BCCI must introspect

THE recent judgment by Justice K. P. Sivasubramanium of the Madras High Court that the decision by the Board of Control for Cricket in India (BCCI) to cancel the tender process for the award of telecast rights to all matches played in India under the ownership of the BCCI for a period of four years from October 2004 was "unjust, illegal and the result of bias against Zee Telefilms" must come as a wake-up call for the governing body of cricket in India

THE recent judgment by Justice K. P. Sivasubramanium of the Madras High Court that the decision by the Board of Control for Cricket in India (BCCI) to cancel the tender process for the award of telecast rights to all matches played in India under the ownership of the BCCI for a period of four years from October 2004 was "unjust, illegal and the result of bias against Zee Telefilms" must come as a wake-up call for the governing body of cricket in India. The Madras High Court order — which was the consequence of Zee Telefilms' writ petition under Article 226 challenging the BCCI's decision in September 2004 to cancel the tender process in which it had emerged the highest bidder with $ 308 million — is important in that the petitioner had alleged that the then Board president, Jagmohan Dalmiya, also the then chairman of the marketing committee, had tainted the sanctity of the tender process by his actions and that the petitioner was seeking remedy under the rubric of public law.

Zee Telefilms had approached the Madras High Court under Article 226 after a five-member bench of the Supreme Court dismissed its writ that claimed the cancellation of the contract had amounted to a violation of its fundamental rights. Though the apex court had ruled that the BCCI could not be said to fall under the ambit of the `State' under Article 12, it is important to note that the court had, in its judgement, stated that the Board "does discharge some duties such as the selection of an Indian cricket team, controlling the activities of the players and others involved in the game of cricket. These activities can be said to be akin to public duties or State functions".

The High Court's strictures against the functioning of the BCCI and its former president are not only an eye-opener for the Board but also for the cricket lovers in the country who are directly responsible for the commercial clout of the BCCI in the world today in that they have created a huge consumer market for television channels — satellite and terrestrial — which, along with corporate sponsorship, is said to have enabled the BCCI to earn for world cricket nearly 80 per cent of its revenues. "The conduct of the president of such a big institution should be above board and he cannot act in a clandestine or unethical manner. The manner in which Mr. Dalmiya had operated does not inspire confidence or reflect sufficient transparency or ethics," the High Court has said.

A Supreme Court order earlier this year had also given a severe reprimand to Dalmiya and the BCCI. Staying the appointment of Dalmiya as the `patron-in-chief' of the BCCI and asking the Board to complete its stalled AGM of September 29, 2004, the Court had stated thus: "It is wholly undesirable that a body in charge of controlling the sport of cricket should involve in litigations completely losing sight of the objectives of the society. It is furthermore unfortunate that a room for suspicion has been created that all its dealings are not fair. The Board has been accused of shady dealings and double standards."

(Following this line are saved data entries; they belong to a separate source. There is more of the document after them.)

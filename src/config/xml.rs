//! XML configuration support.
//! - Loads copy defaults and logging settings from config.xml (quick_xml).
//! - A missing default file means "use built-in defaults"; a missing file named
//!   explicitly through $ZCP_CONFIG is an error.
//!
//! Example:
//! ```xml
//! <config>
//!   <buffer_size>4194304</buffer_size>
//!   <preserve>true</preserve>
//!   <log_level>info</log_level>
//! </config>
//! ```

use anyhow::{Context, Result};
use quick_xml::de::from_str as from_xml_str;
use serde::Deserialize;
use std::fs;
use std::path::{Path, PathBuf};
use tracing::debug;

use super::paths::config_location;
use super::types::{Config, LogLevel};
use super::validate::validate_buffer_size;
use crate::errors::CopyError;
use crate::fs_ops::DurabilityMode;

/// Struct mirroring the XML config for deserialization.
/// Every field is optional; unset fields leave the current value alone.
#[derive(Debug, Default, Deserialize, PartialEq, Eq)]
#[serde(rename = "config")]
#[serde(deny_unknown_fields)]
pub struct FileConfig {
    #[serde(default, deserialize_with = "de_i64_trimmed_opt")]
    pub buffer_size: Option<i64>,
    pub force: Option<bool>,
    pub preserve: Option<bool>,
    pub quiet: Option<bool>,
    pub fsync: Option<bool>,
    pub log_level: Option<String>,
    pub log_file: Option<String>,
}

// Numbers often arrive padded with whitespace/newlines in hand-edited XML.
fn de_i64_trimmed_opt<'de, D>(deserializer: D) -> Result<Option<i64>, D::Error>
where
    D: serde::Deserializer<'de>,
{
    let opt: Option<String> = Option::deserialize(deserializer)?;
    match opt {
        None => Ok(None),
        Some(s) => s
            .trim()
            .parse::<i64>()
            .map(Some)
            .map_err(|e| serde::de::Error::custom(format!("invalid buffer_size '{}': {e}", s.trim()))),
    }
}

impl FileConfig {
    /// Parse an XML document.
    pub fn parse(contents: &str) -> Result<Self> {
        let parsed: FileConfig = from_xml_str(contents).context("parse config xml")?;
        Ok(parsed)
    }

    /// Overlay the values present in this file onto `cfg`.
    pub fn apply_to(&self, cfg: &mut Config) -> Result<(), CopyError> {
        if let Some(raw) = self.buffer_size {
            cfg.options.buffer_size = validate_buffer_size(raw)?;
        }
        if let Some(force) = self.force {
            cfg.options.force = force;
        }
        if let Some(preserve) = self.preserve {
            cfg.options.preserve = preserve;
        }
        if let Some(quiet) = self.quiet {
            cfg.options.quiet = quiet;
        }
        if let Some(fsync) = self.fsync {
            cfg.options.durability = if fsync {
                DurabilityMode::Full
            } else {
                DurabilityMode::Data
            };
        }
        if let Some(s) = self.log_level.as_deref() {
            cfg.log_level = s
                .parse::<LogLevel>()
                .map_err(|e| CopyError::Config(format!("config: {e}")))?;
        }
        if let Some(s) = self.log_file.as_deref() {
            let trimmed = s.trim();
            if !trimmed.is_empty() {
                cfg.log_file = Some(PathBuf::from(trimmed));
            }
        }
        Ok(())
    }
}

/// Load a FileConfig from a specific XML file path.
pub fn load_config_from_xml_path(path: &Path) -> Result<FileConfig> {
    let contents = fs::read_to_string(path)
        .with_context(|| format!("read config xml '{}'", path.display()))?;
    FileConfig::parse(&contents).with_context(|| format!("config file '{}'", path.display()))
}

/// Load the config file from $ZCP_CONFIG or the default location.
/// Returns Ok(None) when no file applies.
pub fn load_config() -> Result<Option<(PathBuf, FileConfig)>> {
    let Some(loc) = config_location() else {
        return Ok(None);
    };
    if !loc.path.exists() {
        if loc.explicit {
            return Err(CopyError::Config(format!(
                "config file '{}' (from {}) does not exist",
                loc.path.display(),
                super::CONFIG_ENV
            ))
            .into());
        }
        debug!(path = %loc.path.display(), "no config file; using defaults");
        return Ok(None);
    }
    let parsed = load_config_from_xml_path(&loc.path)?;
    debug!(path = %loc.path.display(), ?parsed, "loaded config file");
    Ok(Some((loc.path, parsed)))
}

#[cfg(test)]
mod tests {
    use super::*;

    #[test]
    fn parses_all_fields_with_whitespace() {
        let xml = r#"<config>
  <buffer_size>
    4096
  </buffer_size>
  <force>true</force>
  <preserve>false</preserve>
  <quiet>true</quiet>
  <fsync>true</fsync>
  <log_level>debug</log_level>
  <log_file>/var/log/zcp.log</log_file>
</config>"#;
        let parsed = FileConfig::parse(xml).unwrap();
        assert_eq!(parsed.buffer_size, Some(4096));

        let mut cfg = Config::default();
        parsed.apply_to(&mut cfg).unwrap();
        assert_eq!(cfg.options.buffer_size, 4096);
        assert!(cfg.options.force);
        assert!(!cfg.options.preserve);
        assert!(cfg.options.quiet);
        assert_eq!(cfg.options.durability, DurabilityMode::Full);
        assert_eq!(cfg.log_level, LogLevel::Debug);
        assert_eq!(cfg.log_file, Some(PathBuf::from("/var/log/zcp.log")));
    }

    #[test]
    fn unknown_field_is_rejected() {
        let err = FileConfig::parse("<config><download_base>/x</download_base></config>").unwrap_err();
        assert!(format!("{err:#}").contains("unknown field"), "got: {err:#}");
    }

    #[test]
    fn zero_buffer_size_in_file_is_a_config_error() {
        let parsed = FileConfig::parse("<config><buffer_size>0</buffer_size></config>").unwrap();
        let mut cfg = Config::default();
        let err = parsed.apply_to(&mut cfg).unwrap_err();
        assert_eq!(err.to_string(), "buffer-size must be greater than 0");
    }

    #[test]
    fn empty_config_changes_nothing() {
        let parsed = FileConfig::parse("<config></config>").unwrap();
        assert_eq!(parsed, FileConfig::default());
        let mut cfg = Config::default();
        parsed.apply_to(&mut cfg).unwrap();
        assert_eq!(cfg.options, crate::config::Options::default());
    }
}
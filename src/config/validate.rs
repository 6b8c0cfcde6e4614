//! Config validation logic.
//! Runs before any filesystem access; nothing here is retried or clamped.

use crate::errors::CopyError;

use super::types::Options;

const BUFFER_SIZE_MESSAGE: &str = "buffer-size must be greater than 0";

/// Validate a raw (signed, as typed by the user) buffer size.
pub fn validate_buffer_size(raw: i64) -> Result<usize, CopyError> {
    if raw <= 0 {
        return Err(CopyError::Config(BUFFER_SIZE_MESSAGE.into()));
    }
    usize::try_from(raw)
        .map_err(|_| CopyError::Config(format!("buffer-size {raw} is too large for this platform")))
}

impl Options {
    /// Check invariants the executor relies on.
    pub fn validate(&self) -> Result<(), CopyError> {
        if self.buffer_size == 0 {
            return Err(CopyError::Config(BUFFER_SIZE_MESSAGE.into()));
        }
        Ok(())
    }
}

The BCCI should realise that with the reconstitution of cricket as a multi-million dollar global industry, it has been under the scanner during the last few years as it has never been in its 75-year-old history. In the context of the High Court order, it should do some introspection about its existence as a non-profit making autonomous body under the Tamil Nadu Societies Registration Act and its work ethic in an age when it thrives on public money.

The honorariums in the BCCI must be buried once and for all, and it should hire professionals to manage its finances, to select venues, to prepare pitches, to develop the sport at the grassroots and to raise the standards of excellence in first-class cricket. The days of the BCCI being an organisation without a modern office, without a website and without publishing its annual balance sheet is over, it should realise.

Calling for the tenders for television rights in August 2004, a mere two months before the matches that fell under its purview began, is no great advertisement for professionalism and this has resulted in massive losses to the BCCI and all its affiliate state associations. The BCCI has to emulate the professionalism of the England and Wales Cricket Board (ECB), which, in December 2004, finalised its television partner for four years from May 2006. Other national governing bodies of cricket that are less affluent than the BCCI, such as Cricket Australia and the United Cricket Board of South Africa, also have professional administrative models and work ethic in most aspects, specifically in the award of television rights.

Perhaps, the BCCI should concentrate more now on getting simple things right rather than focussing on ambitious long-term plans such as starting its own television channel, a proposal that was moved at a recent BCCI working committee.